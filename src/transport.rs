use std::{sync::Arc, time::Duration};

use async_trait::async_trait;
use bytes::Bytes;
use tokio::io::{AsyncRead, AsyncWrite};

use crate::{error::Result, target::ResolvedTarget};

pub type RemoteReader = Box<dyn AsyncRead + Send + Unpin>;
pub type RemoteWriter = Box<dyn AsyncWrite + Send + Unpin>;

#[derive(Debug, Clone, Copy, PartialEq, Eq)]
pub struct RemoteAttributes {
    pub size: u64,
    /// Seconds since the epoch.
    pub modified: i64,
    pub is_dir: bool,
}

/// The platform service that knows how to build sessions for a target.
pub trait SshTransport: Send + Sync {
    /// Creates an unconnected session object for the target.
    fn create_session(&self, target: &ResolvedTarget) -> Result<Arc<dyn Session>>;
}

#[async_trait]
pub trait Session: Send + Sync {
    /// Negotiates and authenticates. May leave the session connected even when it fails
    /// (e.g. rejected credentials), callers disconnect in that case.
    async fn connect(&self, timeout: Option<Duration>) -> Result<()>;

    fn is_connected(&self) -> bool;

    async fn disconnect(&self);

    async fn open_transfer_channel(
        &self,
        timeout: Option<Duration>,
    ) -> Result<Box<dyn TransferChannel>>;

    async fn open_command_channel(&self, command: &str) -> Result<Box<dyn CommandChannel>>;
}

/// A file-transfer sub-channel, used for exactly one logical operation.
#[async_trait]
pub trait TransferChannel: Send {
    async fn stat(&mut self, path: &str) -> Result<RemoteAttributes>;

    /// Entry names of a directory, `.` and `..` included.
    async fn read_dir(&mut self, path: &str) -> Result<Vec<String>>;

    async fn create_dir(&mut self, path: &str) -> Result<()>;

    async fn remove_dir(&mut self, path: &str) -> Result<()>;

    async fn remove_file(&mut self, path: &str) -> Result<()>;

    async fn open_read(&mut self, path: &str) -> Result<RemoteReader>;

    /// Opens for writing, creating or truncating the file.
    async fn open_write(&mut self, path: &str) -> Result<RemoteWriter>;

    /// `-1` while the channel has not closed.
    fn exit_status(&self) -> i32;

    async fn disconnect(&mut self);
}

#[derive(Debug, Clone, PartialEq, Eq)]
pub enum CommandEvent {
    Stdout(Bytes),
    Stderr(Bytes),
    Exit(i32),
}

#[async_trait]
pub trait CommandChannel: Send {
    /// `None` once the channel has closed.
    async fn next_event(&mut self) -> Option<CommandEvent>;

    async fn close(&mut self);
}

pub(crate) fn is_pseudo_entry(name: &str) -> bool {
    name == "." || name == ".."
}

pub(crate) fn join_remote(parent: &str, name: &str) -> String {
    if parent.ends_with('/') {
        format!("{parent}{name}")
    } else {
        format!("{parent}/{name}")
    }
}

pub(crate) fn parent_remote(path: &str) -> Option<&str> {
    let trimmed = path.trim_end_matches('/');
    let index = trimmed.rfind('/')?;
    if index == 0 {
        return if trimmed.len() > 1 { Some("/") } else { None };
    }
    Some(&trimmed[..index])
}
::::::::
Aim of the task:
Copy each line, exactly, that falls between the line containing "truncating the file." and the end of the entries, both included.

Answer section:
    /// Opens for writing, creating or truncating the file.
    async fn open_write(&mut self, path: &str) -> Result<RemoteWriter>;

    /// `-1` while the channel has not closed.
    fn exit_status(&self) -> i32;

    async fn disconnect(&mut self);
}

#[derive(Debug, Clone, PartialEq, Eq)]
pub enum CommandEvent {
    Stdout(Bytes),
    Stderr(Bytes),
    Exit(i32),
}

#[async_trait]
pub trait CommandChannel: Send {
    /// `None` once the channel has closed.
    async fn next_event(&mut self) -> Option<CommandEvent>;

    async fn close(&mut self);
}

pub(crate) fn is_pseudo_entry(name: &str) -> bool {
    name == "." || name == ".."
}

pub(crate) fn join_remote(parent: &str, name: &str) -> String {
    if parent.ends_with('/') {
        format!("{parent}{name}")
    } else {
        format!("{parent}/{name}")
    }
}

pub(crate) fn parent_remote(path: &str) -> Option<&str> {
    let trimmed = path.trim_end_matches('/');
    let index = trimmed.rfind('/')?;
    if index == 0 {
        return if trimmed.len() > 1 { Some("/") } else { None };
    }
    Some(&trimmed[..index])
}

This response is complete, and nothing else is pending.